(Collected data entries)
——
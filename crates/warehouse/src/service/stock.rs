//! Counter transitions for a single product.
//!
//! Every function here works on an owned snapshot and returns the value the
//! repository should persist; nothing in this module touches storage.

use crate::{
    domain::response::ErrorReason,
    model::product::{NewProduct, Product},
};

fn ensure_positive(quantity: i64) -> Result<(), ErrorReason> {
    if quantity <= 0 {
        return Err(ErrorReason::QuantityInvalid);
    }
    Ok(())
}

// in_stock - reserved - quantity must stay >= 0
fn ensure_available(product: &Product, quantity: i64) -> Result<(), ErrorReason> {
    if product.available_quantity() < i128::from(quantity) {
        return Err(ErrorReason::NotEnoughQuantity);
    }
    Ok(())
}

/// Allocates `quantity` units of on-hand stock to a pending order.
pub fn reserve(product: &Product, quantity: i64) -> Result<Product, ErrorReason> {
    ensure_positive(quantity)?;
    ensure_available(product, quantity)?;

    Ok(Product {
        reserved_quantity: product.reserved_quantity + quantity,
        ..product.clone()
    })
}

/// Removes `quantity` units from both counters.
///
/// Only the available slack is checked. Shipping more than is reserved
/// therefore leaves `reserved_quantity` negative; pushing it below
/// `i64::MIN` is reported as an invalid quantity.
pub fn ship(product: &Product, quantity: i64) -> Result<Product, ErrorReason> {
    ensure_positive(quantity)?;
    ensure_available(product, quantity)?;

    let reserved_quantity = product
        .reserved_quantity
        .checked_sub(quantity)
        .ok_or(ErrorReason::QuantityInvalid)?;

    Ok(Product {
        reserved_quantity,
        in_stock_quantity: product.in_stock_quantity - quantity,
        ..product.clone()
    })
}

/// Adds `quantity` units of on-hand stock. There is no upper bound short of
/// counter overflow, which is reported as an invalid quantity.
pub fn restock(product: &Product, quantity: i64) -> Result<Product, ErrorReason> {
    ensure_positive(quantity)?;

    let in_stock_quantity = product
        .in_stock_quantity
        .checked_add(quantity)
        .ok_or(ErrorReason::QuantityInvalid)?;

    Ok(Product {
        in_stock_quantity,
        ..product.clone()
    })
}

/// Builds the row to insert for a validated create request. Reserved stock
/// always starts at zero.
pub fn new_product(name: String, in_stock_quantity: i64) -> NewProduct {
    NewProduct {
        name,
        in_stock_quantity,
        reserved_quantity: 0,
    }
}
use tracing_appender::{
    non_blocking,
    rolling::{RollingFileAppender, Rotation},
};
use tracing_subscriber::{EnvFilter, Layer, fmt, prelude::*};

/// Installs the global subscriber: a console layer filtered by `RUST_LOG`
/// and, when `enable_file` is set, a JSON daily-rolling file layer.
pub fn init_logger(component: &str, is_dev: bool, enable_file: bool) {
    let console_filter =
        EnvFilter::try_from_default_env().unwrap_or_else(|_| EnvFilter::new("info"));

    let console_layer = if is_dev {
        fmt::layer()
            .pretty()
            .with_thread_names(true)
            .with_ansi(true)
            .with_filter(console_filter)
            .boxed()
    } else {
        fmt::layer()
            .compact()
            .with_target(true)
            .with_ansi(false)
            .with_filter(console_filter)
            .boxed()
    };

    let file_layer = enable_file.then(|| {
        let log_dir = if is_dev { "./logs" } else { "/var/log/app" };
        let file_name = format!("rust_app_{component}.log");
        let file_appender = RollingFileAppender::new(Rotation::DAILY, log_dir, file_name);
        let (file_writer, guard) = non_blocking(file_appender);

        // the writer must outlive every span; the process owns it until exit
        std::mem::forget(guard);

        fmt::layer()
            .with_writer(file_writer)
            .with_ansi(false)
            .json()
            .with_filter(EnvFilter::new("info"))
    });

    tracing_subscriber::registry()
        .with(console_layer)
        .with(file_layer)
        .init();
}
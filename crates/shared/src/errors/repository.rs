use sqlx::Error as SqlxError;
use thiserror::Error;

#[derive(Debug, Error)]
pub enum RepositoryError {
    #[error("Database error: {0}")]
    Sqlx(#[from] SqlxError),

    #[error("Not found")]
    NotFound,

    #[error("Conflict: {0}")]
    Conflict(String),

    #[error("Custom: {0}")]
    Custom(String),
}
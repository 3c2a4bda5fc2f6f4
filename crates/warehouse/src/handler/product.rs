use crate::{
    abstract_trait::product::service::{DynProductCommandService, DynProductQueryService},
    domain::{
        requests::{CreateProductRequest, QuantityRequest},
        response::{CreateResult, OperationResult, ProductResponse},
    },
    middleware::json::JsonBody,
    state::AppState,
};
use axum::{
    Json,
    extract::{Extension, Path},
    http::StatusCode,
    response::{IntoResponse, Response},
    routing::{get, post},
};
use shared::errors::{ErrorResponse, HttpError};
use std::sync::Arc;
use utoipa_axum::router::OpenApiRouter;

#[utoipa::path(
    get,
    path = "/product/{id}",
    tag = "Product",
    params(("id" = i64, Path, description = "Product ID")),
    responses(
        (status = 200, description = "Product details", body = ProductResponse),
        (status = 404, description = "Product not found", body = String, example = json!("No product found for id 42")),
        (status = 500, description = "Internal server error", body = ErrorResponse)
    )
)]
pub async fn get_product(
    Extension(service): Extension<DynProductQueryService>,
    Path(id): Path<i64>,
) -> Result<Response, HttpError> {
    let response = match service.find_by_id(id).await? {
        Some(product) => (StatusCode::OK, Json(product)).into_response(),
        None => (
            StatusCode::NOT_FOUND,
            Json(format!("No product found for id {id}")),
        )
            .into_response(),
    };
    Ok(response)
}

#[utoipa::path(
    get,
    path = "/products",
    tag = "Product",
    responses(
        (status = 200, description = "Products with stock left to reserve", body = Vec<ProductResponse>),
        (status = 500, description = "Internal server error", body = ErrorResponse)
    )
)]
pub async fn get_in_stock_products(
    Extension(service): Extension<DynProductQueryService>,
) -> Result<impl IntoResponse, HttpError> {
    let response = service.find_in_stock().await?;
    Ok((StatusCode::OK, Json(response)))
}

#[utoipa::path(
    post,
    path = "/order",
    tag = "Inventory",
    request_body = QuantityRequest,
    responses(
        (status = 200, description = "Reservation outcome", body = OperationResult),
        (status = 409, description = "Product changed while the request was processed", body = ErrorResponse),
        (status = 500, description = "Internal server error", body = ErrorResponse)
    )
)]
pub async fn reserve(
    Extension(service): Extension<DynProductCommandService>,
    JsonBody(body): JsonBody<QuantityRequest>,
) -> Result<impl IntoResponse, HttpError> {
    let response = service.reserve(&body).await?;
    Ok((StatusCode::OK, Json(response)))
}

#[utoipa::path(
    post,
    path = "/ship",
    tag = "Inventory",
    request_body = QuantityRequest,
    responses(
        (status = 200, description = "Shipment outcome", body = OperationResult),
        (status = 409, description = "Product changed while the request was processed", body = ErrorResponse),
        (status = 500, description = "Internal server error", body = ErrorResponse)
    )
)]
pub async fn ship(
    Extension(service): Extension<DynProductCommandService>,
    JsonBody(body): JsonBody<QuantityRequest>,
) -> Result<impl IntoResponse, HttpError> {
    let response = service.ship(&body).await?;
    Ok((StatusCode::OK, Json(response)))
}

#[utoipa::path(
    post,
    path = "/restock",
    tag = "Inventory",
    request_body = QuantityRequest,
    responses(
        (status = 200, description = "Restock outcome", body = OperationResult),
        (status = 409, description = "Product changed while the request was processed", body = ErrorResponse),
        (status = 500, description = "Internal server error", body = ErrorResponse)
    )
)]
pub async fn restock(
    Extension(service): Extension<DynProductCommandService>,
    JsonBody(body): JsonBody<QuantityRequest>,
) -> Result<impl IntoResponse, HttpError> {
    let response = service.restock(&body).await?;
    Ok((StatusCode::OK, Json(response)))
}

#[utoipa::path(
    post,
    path = "/add",
    tag = "Product",
    request_body = CreateProductRequest,
    responses(
        (status = 200, description = "Creation outcome with the stored product", body = CreateResult<ProductResponse>),
        (status = 409, description = "Name taken concurrently", body = ErrorResponse),
        (status = 500, description = "Internal server error", body = ErrorResponse)
    )
)]
pub async fn create_product(
    Extension(service): Extension<DynProductCommandService>,
    JsonBody(body): JsonBody<CreateProductRequest>,
) -> Result<impl IntoResponse, HttpError> {
    let response = service.create_product(&body).await?;
    Ok((StatusCode::OK, Json(response)))
}

pub fn product_routes(app_state: Arc<AppState>) -> OpenApiRouter {
    OpenApiRouter::new()
        .route("/product/{id}", get(get_product))
        .route("/products", get(get_in_stock_products))
        .route("/order", post(reserve))
        .route("/ship", post(ship))
        .route("/restock", post(restock))
        .route("/add", post(create_product))
        .layer(Extension(app_state.di_container.product_query.clone()))
        .layer(Extension(app_state.di_container.product_command.clone()))
}
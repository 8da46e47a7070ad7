#[derive(Debug, thiserror::Error)]
pub enum PredictorError {
    #[error("unknown predictor model_id: {0}")]
    UnknownModel(String),
    #[error("predictor '{model_id}' failed: {reason}")]
    Inference { model_id: String, reason: String },
}

pub type Result<T> = std::result::Result<T, PredictorError>;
——
#### WHAT YOU HAVE TO DO:
Indicate how many lines in the records above include the word "true", giving no other content.

#### YOUR SOLUTION:
3